**Dataset items:**
//! Error types for Session Lens

use thiserror::Error;

/// Errors that can occur while preparing or running an analysis
#[derive(Debug, Error)]
pub enum AnalysisError {
    #[error("Failed to parse session input: {0}")]
    ParseError(String),

    #[error("Invalid JSON: {0}")]
    JsonError(#[from] serde_json::Error),

    #[error("Invalid pattern '{name}': {source}")]
    InvalidPattern {
        name: String,
        #[source]
        source: regex::Error,
    },

    #[error("Insufficient events for computation: {0}")]
    InsufficientEvents(String),

    #[error("Detector '{detector}' failed: {reason}")]
    DetectorFailed { detector: String, reason: String },
}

**Task goal:** Say how many of the lines above include the string "reason", and give no other words.

**Problem solution:** 2